5 Great and 5 Not-So-Great Short Stories for Your Train Commute

The point of this month’s 30 Day Lifestyle Experiment was to expand on and to improve the experience of my daily commute to/from work each day.  I spend anywhere from 7-10 hours per week (364-520hrs/year) commuting so why not try to make that chunk of my life better?  Back in September I did another public transit experiment where I had one new conversation per day with strangers on my commute to work.  That experiment actually resulted in many casual friendships and now I routinely chat with people while waiting for the train or even for the entire ride.  Even though I find it to be fun and fulfilling, I can’t just chat up people on the train every day, most of the time I just read books or take naps.  I thought about reading poetry, essays, or speeches but eventually selected short stories because I’ve been reading books on my commute to work for a few years but still I’ve only been through a handful of different authors.  Therefore I felt that reading a new short story every day would be a good way to find new authors that I might like.

I soon realized how perfect short stories were for train commuting, I’m sold and I highly recommend giving them a try.  It can be difficult to immerse yourself in a long novel (depending on the length of your commute).  I can generally get through 10-15 pages of a dense book during my commute, so you can see how reading a 500 page book only 10 pages at a time can be kind of annoying.  Especially for a really intense book, hopping in and out of the plot can be tough.  The short story was perfect because you can read most of them from start to finish in about 20 minutes.  Some of the deeper yet shorter books I actually read twice during the same commute.  There was something gratifying about finishing a story on the way to work, I felt like I had accomplished something during a time where had I been driving, I’d simply be sitting in traffic.

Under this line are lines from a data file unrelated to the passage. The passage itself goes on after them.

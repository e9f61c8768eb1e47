//! The unified scene node (§3 `Object`).
//!
//! The original class hierarchy (`Object -> Node -> Array / Surface ->
//! Quadric -> Cylinder/...`) has exactly two polymorphism points — `update`
//! and `adjust_minmax` — so it is represented here as one struct of shared
//! `Object` fields plus a [`NodeKind`] tagged union carrying the
//! variant-specific payload, dispatched on in `quadray_render` rather than
//! through virtual calls.

use glam::{Affine3A, Vec3};
use smallvec::SmallVec;

use crate::camera::CameraData;
use crate::clipper::ClipperElement;
use crate::ids::{MaterialId, NodeId};
use crate::light::LightData;
use crate::relation::Relation;
use quadray_core::transform::Transform3D;

/// Hard caps on a generated bounding polyhedron (§7 `LimitExceeded`).
pub const VERTS_LIMIT: usize = 8;
pub const EDGES_LIMIT: usize = 12;
pub const FACES_LIMIT: usize = 6;

/// Axis label meaning "no dominant axis" — used on polyhedron edges/faces
/// whose vertices were transformed through a non-self `trnode` (§4.4 step
/// 3).
pub const NO_DOMINANT_AXIS: u8 = 3;

/// Per-frame animation hook: `(time, prev_time, transform) -> ()`, mutating
/// the node's local [`Transform3D`] in place (§6 scene literal format).
///
/// Bounded `Send + Sync` (rather than just `Send`) so the owning [`Scene`]
/// stays `Sync` as a whole — the render-phase thread dispatch (§5
/// "Sorting + Render") shares a read-only `&Scene` across workers, and a
/// non-`Sync` field anywhere in the node arena would poison that for the
/// whole struct even though animation closures are only ever called from
/// Phase 0's single coordinator thread.
///
/// [`Scene`]: crate::scene::Scene
pub type AnimationFn = Box<dyn FnMut(f32, f32, &mut Transform3D) + Send + Sync>;

/// The analytic shape a [`SurfaceData`] implements, carrying the one or
/// two extra scalars each non-quadric-uniform variant needs.
#[derive(Debug, Clone, Copy, PartialEq)]
pub enum ShapeKind {
    Plane,
    Cylinder,
    Sphere,
    Cone { ratio: f32 },
    Paraboloid { par: f32 },
    Hyperboloid { rat: f32, hyp: f32 },
}

impl ShapeKind {
    /// Number of polyhedron vertices this shape generates when its clipper
    /// box is finite (§4.4 step 3): 4 for a plane, 8 for any clipped
    /// quadric.
    #[must_use]
    pub fn vertex_count(self) -> usize {
        match self {
            ShapeKind::Plane => 4,
            _ => 8,
        }
    }

    #[must_use]
    pub fn edge_count(self) -> usize {
        match self {
            ShapeKind::Plane => 4,
            _ => EDGES_LIMIT,
        }
    }

    #[must_use]
    pub fn face_count(self) -> usize {
        match self {
            ShapeKind::Plane => 1,
            _ => FACES_LIMIT,
        }
    }
}

/// One side (outer or inner) of a surface: the material it shades with.
#[derive(Debug, Clone, Copy)]
pub struct Side {
    pub material: MaterialId,
}

/// A generated bounding polyhedron: vertex positions plus axis-labeled
/// edges and faces, capped at [`VERTS_LIMIT`]/[`EDGES_LIMIT`]/[`FACES_LIMIT`].
/// Backed by [`SmallVec`] rather than `Vec`: every instance is at or under
/// its cap (8/12/6 elements), so the common clipped-quadric case never
/// touches the heap.
#[derive(Debug, Clone, Default)]
pub struct Polyhedron {
    pub verts: SmallVec<[Vec3; VERTS_LIMIT]>,
    /// Each edge: `(v0, v1, axis_label)`.
    pub edges: SmallVec<[(u8, u8, u8); EDGES_LIMIT]>,
    /// Each face: `(vertex indices, axis_label)`.
    pub faces: SmallVec<[(SmallVec<[u8; 4]>, u8); FACES_LIMIT]>,
}

/// The SIMD side-car struct written during Phase 1 (§4.4 step 6): the
/// backend-facing packed form of a surface's per-frame state.
#[derive(Debug, Clone, Copy, Default)]
pub struct SimdSideCar {
    /// Axis-map bytes, offset by 3 when this surface sits under a non-self
    /// `trnode` (§4.4 step 6).
    pub axis_map: [u8; 3],
    pub axis_sgn: [f32; 3],
    pub coeffs: (f32, f32, f32),
    pub bmin: Vec3,
    pub bmax: Vec3,
    pub cmin: Vec3,
    pub cmax: Vec3,
}

/// Quadric-surface payload (§3 `Surface`).
#[derive(Debug, Clone)]
pub struct SurfaceData {
    pub shape: ShapeKind,
    pub coeffs: (f32, f32, f32),
    /// Local clipper box; components may be `±∞` (§3 invariant).
    pub clipper_min: Vec3,
    pub clipper_max: Vec3,
    pub outer: Side,
    pub inner: Option<Side>,
    /// World-frame bounding box after Phase 1 (`bmin <= bmax`).
    pub bbox_min: Vec3,
    pub bbox_max: Vec3,
    /// World-frame clipping box after Phase 1.
    pub cbox_min: Vec3,
    pub cbox_max: Vec3,
    pub bsphere_mid: Vec3,
    pub bsphere_rad: f32,
    pub custom_clippers: Vec<ClipperElement>,
    pub polyhedron: Polyhedron,
    pub simd: SimdSideCar,
    /// World-space inverse matrix, populated only for this surface's own
    /// `trnode` (§4.4 step 5).
    pub inverse: Option<Affine3A>,
}

impl SurfaceData {
    #[must_use]
    pub fn new(shape: ShapeKind, coeffs: (f32, f32, f32), outer: Side, inner: Option<Side>) -> Self {
        Self {
            shape,
            coeffs,
            clipper_min: Vec3::splat(f32::NEG_INFINITY),
            clipper_max: Vec3::splat(f32::INFINITY),
            outer,
            inner,
            bbox_min: Vec3::splat(f32::NEG_INFINITY),
            bbox_max: Vec3::splat(f32::INFINITY),
            cbox_min: Vec3::splat(f32::NEG_INFINITY),
            cbox_max: Vec3::splat(f32::INFINITY),
            bsphere_mid: Vec3::ZERO,
            bsphere_rad: f32::INFINITY,
            custom_clippers: Vec::new(),
            polyhedron: Polyhedron::default(),
            simd: SimdSideCar::default(),
            inverse: None,
        }
    }
}

/// Interior-node payload (§3 `Array`).
#[derive(Debug, Clone)]
pub struct ArrayData {
    pub children: Vec<NodeId>,
    pub relations: Vec<Relation>,
    /// World-space AABB enclosing every child (and any `bvnode`-attached
    /// grandchild), recomputed by `quadray_render` once Phase 1 has
    /// settled every descendant surface's own bbox (§4.4 step 1-2, "for
    /// each surface (or array) in parallel"). Not consulted by the tile
    /// projector itself (which walks surfaces directly per §4.5), but
    /// available for bvnode-aware culling built on top of this crate.
    pub bbox_min: Vec3,
    pub bbox_max: Vec3,
}

impl Default for ArrayData {
    fn default() -> Self {
        Self {
            children: Vec::new(),
            relations: Vec::new(),
            bbox_min: Vec3::splat(f32::INFINITY),
            bbox_max: Vec3::splat(f32::NEG_INFINITY),
        }
    }
}

/// The variant-specific payload of a scene node.
pub enum NodeKind {
    Array(ArrayData),
    Surface(SurfaceData),
    Camera(CameraData),
    Light(LightData),
}

impl NodeKind {
    #[must_use]
    pub fn as_array(&self) -> Option<&ArrayData> {
        match self {
            NodeKind::Array(a) => Some(a),
            _ => None,
        }
    }

    #[must_use]
    pub fn as_array_mut(&mut self) -> Option<&mut ArrayData> {
        match self {
            NodeKind::Array(a) => Some(a),
            _ => None,
        }
    }

    #[must_use]
    pub fn as_surface(&self) -> Option<&SurfaceData> {
        match self {
            NodeKind::Surface(s) => Some(s),
            _ => None,
        }
    }

    #[must_use]
    pub fn as_surface_mut(&mut self) -> Option<&mut SurfaceData> {
        match self {
            NodeKind::Surface(s) => Some(s),
            _ => None,
        }
    }

    #[must_use]
    pub fn as_camera(&self) -> Option<&CameraData> {
        match self {
            NodeKind::Camera(c) => Some(c),
            _ => None,
        }
    }

    #[must_use]
    pub fn as_camera_mut(&mut self) -> Option<&mut CameraData> {
        match self {
            NodeKind::Camera(c) => Some(c),
            _ => None,
        }
    }

    #[must_use]
    pub fn as_light(&self) -> Option<&LightData> {
        match self {
            NodeKind::Light(l) => Some(l),
            _ => None,
        }
    }

    /// Whether a `trnode` is ever collapsed through this node when
    /// transform caching is disabled (§4.3 step 5): true for Camera and
    /// Light, which are leaves with no descendants that could reuse a
    /// cached transform.
    #[must_use]
    pub fn is_non_surface_non_array(&self) -> bool {
        matches!(self, NodeKind::Camera(_) | NodeKind::Light(_))
    }
}

/// A scene node: the shared `Object` fields plus its [`NodeKind`] payload
/// (§3 `Object`).
pub struct ObjectNode {
    pub transform: Transform3D,
    pub animation: Option<AnimationFn>,
    pub parent: Option<NodeId>,
    /// World-space matrix `M`.
    pub matrix: Affine3A,
    pub axis_map: [u8; 3],
    pub axis_sgn: [f32; 3],
    /// Nearest ancestor-or-self with a non-trivial transform; `None` means
    /// "axis-aligned relative to world" (§3 `Object`).
    pub trnode: Option<NodeId>,
    /// Ancestor `Array` that explicitly groups this node as a bounding
    /// volume (§9 Glossary `Bvnode`).
    pub bvnode: Option<NodeId>,
    /// Whether this node's own transform is non-trivial (§4.3 step 2).
    pub obj_has_trm: bool,
    /// Bitmask of which transform components (`SCL`/`ROT`) this node
    /// contributes to its children, independent of `obj_has_trm` (§4.3
    /// step 2, step 6).
    pub mtx_has_trm: TrmBits,
    pub kind: NodeKind,
}

bitflags::bitflags! {
    /// Which contribution categories a node's matrix carries, tracked
    /// separately from whether the node *is* its own `trnode` (§4.3 step 2,
    /// step 4 special case).
    #[derive(Clone, Copy, Debug, PartialEq, Eq, Hash, Default)]
    pub struct TrmBits: u8 {
        const SCL = 1 << 0;
        const ROT = 1 << 1;
    }
}

impl ObjectNode {
    #[must_use]
    pub fn new(transform: Transform3D, kind: NodeKind) -> Self {
        Self {
            transform,
            animation: None,
            parent: None,
            matrix: Affine3A::IDENTITY,
            axis_map: [0, 1, 2],
            axis_sgn: [1.0, 1.0, 1.0],
            trnode: None,
            bvnode: None,
            obj_has_trm: false,
            mtx_has_trm: TrmBits::empty(),
            kind,
        }
    }
}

I started off getting all of my books from the Boston Public Library, which worked great because I did it all online.  You can go online, login, reserve books, the staff will find them for you, and then you can pick them up at your convenience.  However, this can take 5 business days and eventually lacking the foresight to do this ahead of time, I only managed to do it for the first two weeks.  I found it much easier to do a Google search for a pdf of the short story and then just read them on my computer.  What took me 45 minutes in a library (not counting the walking to and from) only took me 15 seconds on my computer using Google… and the internet wins again.  I could have also gone with the Kindle route but I didn’t want to spend the money on one and didn’t get around to borrowing a friends’.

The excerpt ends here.